Data supplied

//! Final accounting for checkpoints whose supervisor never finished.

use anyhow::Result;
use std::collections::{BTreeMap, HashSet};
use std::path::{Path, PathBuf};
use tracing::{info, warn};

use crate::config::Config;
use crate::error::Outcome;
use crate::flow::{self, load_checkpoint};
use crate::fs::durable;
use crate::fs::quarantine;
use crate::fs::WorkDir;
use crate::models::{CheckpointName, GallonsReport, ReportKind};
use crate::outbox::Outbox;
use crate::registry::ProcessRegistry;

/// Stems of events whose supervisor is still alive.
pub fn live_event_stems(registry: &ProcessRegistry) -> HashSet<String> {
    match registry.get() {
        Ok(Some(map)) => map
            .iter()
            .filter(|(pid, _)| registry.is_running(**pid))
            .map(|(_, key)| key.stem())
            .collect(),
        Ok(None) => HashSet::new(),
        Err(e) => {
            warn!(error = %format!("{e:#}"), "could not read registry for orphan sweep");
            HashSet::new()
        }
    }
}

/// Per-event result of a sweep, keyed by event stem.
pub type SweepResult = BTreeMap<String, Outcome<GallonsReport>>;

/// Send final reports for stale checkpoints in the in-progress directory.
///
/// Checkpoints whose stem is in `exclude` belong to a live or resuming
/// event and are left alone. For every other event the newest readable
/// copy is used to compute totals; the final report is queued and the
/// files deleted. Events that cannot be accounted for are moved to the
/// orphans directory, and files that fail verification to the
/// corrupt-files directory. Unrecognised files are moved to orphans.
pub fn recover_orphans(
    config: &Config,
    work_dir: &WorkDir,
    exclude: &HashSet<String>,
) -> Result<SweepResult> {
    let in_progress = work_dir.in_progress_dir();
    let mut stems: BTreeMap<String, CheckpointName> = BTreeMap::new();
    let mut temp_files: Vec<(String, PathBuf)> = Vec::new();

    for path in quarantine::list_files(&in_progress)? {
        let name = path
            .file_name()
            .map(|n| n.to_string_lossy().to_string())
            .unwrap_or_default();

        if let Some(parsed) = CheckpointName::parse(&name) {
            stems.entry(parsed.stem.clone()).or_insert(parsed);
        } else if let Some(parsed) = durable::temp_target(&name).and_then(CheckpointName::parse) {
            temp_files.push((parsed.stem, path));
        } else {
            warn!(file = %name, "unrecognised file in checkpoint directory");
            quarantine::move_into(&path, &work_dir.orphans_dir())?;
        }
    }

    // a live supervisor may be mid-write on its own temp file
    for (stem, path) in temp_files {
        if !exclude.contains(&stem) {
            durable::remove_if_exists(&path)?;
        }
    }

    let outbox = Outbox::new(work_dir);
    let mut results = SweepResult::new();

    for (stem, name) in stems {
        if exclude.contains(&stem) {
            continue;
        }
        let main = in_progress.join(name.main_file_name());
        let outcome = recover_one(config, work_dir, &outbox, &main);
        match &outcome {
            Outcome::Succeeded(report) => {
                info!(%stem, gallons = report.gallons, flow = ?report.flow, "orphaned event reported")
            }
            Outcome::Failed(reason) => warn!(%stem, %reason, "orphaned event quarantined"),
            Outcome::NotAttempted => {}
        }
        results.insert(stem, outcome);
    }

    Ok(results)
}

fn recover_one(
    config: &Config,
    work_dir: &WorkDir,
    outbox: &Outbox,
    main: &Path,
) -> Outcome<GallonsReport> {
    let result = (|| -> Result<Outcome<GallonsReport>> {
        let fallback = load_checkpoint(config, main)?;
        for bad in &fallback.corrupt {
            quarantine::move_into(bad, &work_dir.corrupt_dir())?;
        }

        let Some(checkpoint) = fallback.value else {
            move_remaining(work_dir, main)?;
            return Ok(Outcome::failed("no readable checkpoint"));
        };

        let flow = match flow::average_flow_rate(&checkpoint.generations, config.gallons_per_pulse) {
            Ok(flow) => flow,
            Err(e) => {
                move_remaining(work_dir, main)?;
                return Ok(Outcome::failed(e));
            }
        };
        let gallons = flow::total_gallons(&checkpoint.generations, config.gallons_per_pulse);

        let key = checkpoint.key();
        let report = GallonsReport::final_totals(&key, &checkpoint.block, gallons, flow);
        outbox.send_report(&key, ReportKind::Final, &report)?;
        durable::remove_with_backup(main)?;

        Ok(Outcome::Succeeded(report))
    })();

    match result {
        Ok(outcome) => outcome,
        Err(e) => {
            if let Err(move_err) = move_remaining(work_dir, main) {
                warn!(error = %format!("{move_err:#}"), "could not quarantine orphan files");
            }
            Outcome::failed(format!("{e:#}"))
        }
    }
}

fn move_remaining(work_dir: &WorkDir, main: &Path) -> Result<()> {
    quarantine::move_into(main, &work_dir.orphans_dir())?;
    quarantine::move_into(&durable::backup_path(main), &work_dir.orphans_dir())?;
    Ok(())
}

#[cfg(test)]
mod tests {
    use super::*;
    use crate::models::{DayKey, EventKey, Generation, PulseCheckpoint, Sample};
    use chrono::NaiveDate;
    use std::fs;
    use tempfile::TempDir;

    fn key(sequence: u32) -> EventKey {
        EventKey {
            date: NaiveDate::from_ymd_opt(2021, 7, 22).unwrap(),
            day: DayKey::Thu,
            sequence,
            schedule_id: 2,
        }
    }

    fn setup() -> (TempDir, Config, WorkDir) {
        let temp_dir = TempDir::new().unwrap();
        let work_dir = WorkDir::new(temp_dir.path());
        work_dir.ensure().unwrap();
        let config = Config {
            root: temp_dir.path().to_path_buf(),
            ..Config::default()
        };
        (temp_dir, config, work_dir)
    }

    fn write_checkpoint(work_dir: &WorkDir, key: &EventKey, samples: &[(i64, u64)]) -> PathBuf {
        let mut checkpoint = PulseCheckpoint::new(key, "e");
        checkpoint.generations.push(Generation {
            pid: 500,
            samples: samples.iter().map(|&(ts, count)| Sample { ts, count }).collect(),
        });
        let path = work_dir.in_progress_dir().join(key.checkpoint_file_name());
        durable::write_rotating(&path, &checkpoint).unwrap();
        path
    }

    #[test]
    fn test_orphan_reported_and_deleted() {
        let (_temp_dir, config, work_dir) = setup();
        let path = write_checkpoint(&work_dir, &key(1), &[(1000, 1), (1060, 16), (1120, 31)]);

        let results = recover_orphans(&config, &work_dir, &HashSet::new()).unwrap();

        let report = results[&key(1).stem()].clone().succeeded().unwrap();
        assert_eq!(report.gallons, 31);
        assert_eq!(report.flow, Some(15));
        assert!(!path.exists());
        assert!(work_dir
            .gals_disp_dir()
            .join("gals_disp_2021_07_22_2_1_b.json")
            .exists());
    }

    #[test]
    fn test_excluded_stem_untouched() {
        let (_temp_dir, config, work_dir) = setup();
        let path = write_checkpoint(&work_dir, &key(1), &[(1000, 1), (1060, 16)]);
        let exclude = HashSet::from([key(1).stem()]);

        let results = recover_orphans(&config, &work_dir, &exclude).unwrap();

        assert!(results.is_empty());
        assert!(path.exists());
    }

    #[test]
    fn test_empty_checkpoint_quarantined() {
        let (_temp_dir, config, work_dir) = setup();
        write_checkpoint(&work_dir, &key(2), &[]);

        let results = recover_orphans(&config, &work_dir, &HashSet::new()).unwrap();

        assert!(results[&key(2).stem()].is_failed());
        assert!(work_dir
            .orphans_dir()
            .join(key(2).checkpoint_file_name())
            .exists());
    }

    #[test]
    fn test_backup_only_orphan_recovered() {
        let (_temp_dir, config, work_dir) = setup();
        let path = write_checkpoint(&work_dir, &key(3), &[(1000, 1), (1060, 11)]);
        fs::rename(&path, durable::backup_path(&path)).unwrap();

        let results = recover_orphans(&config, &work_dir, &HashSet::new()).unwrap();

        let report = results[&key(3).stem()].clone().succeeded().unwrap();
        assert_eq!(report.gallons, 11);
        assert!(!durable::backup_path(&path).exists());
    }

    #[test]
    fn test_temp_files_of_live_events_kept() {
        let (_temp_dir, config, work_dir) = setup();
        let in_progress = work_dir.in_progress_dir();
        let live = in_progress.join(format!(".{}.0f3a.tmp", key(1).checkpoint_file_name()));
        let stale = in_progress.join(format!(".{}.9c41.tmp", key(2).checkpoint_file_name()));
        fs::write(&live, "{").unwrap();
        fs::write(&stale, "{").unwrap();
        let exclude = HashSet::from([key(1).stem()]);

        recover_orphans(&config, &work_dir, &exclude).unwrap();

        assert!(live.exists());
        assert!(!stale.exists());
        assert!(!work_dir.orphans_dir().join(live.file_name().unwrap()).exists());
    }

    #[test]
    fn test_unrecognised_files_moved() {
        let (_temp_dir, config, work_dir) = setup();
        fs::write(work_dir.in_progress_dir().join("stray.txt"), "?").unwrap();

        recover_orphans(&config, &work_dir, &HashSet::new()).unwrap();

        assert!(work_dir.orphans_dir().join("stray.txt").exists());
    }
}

Task directions
Scan the entries above and show each line that contains the word "NaiveDate".

Result below
    use chrono::NaiveDate;
            date: NaiveDate::from_ymd_opt(2021, 7, 22).unwrap(),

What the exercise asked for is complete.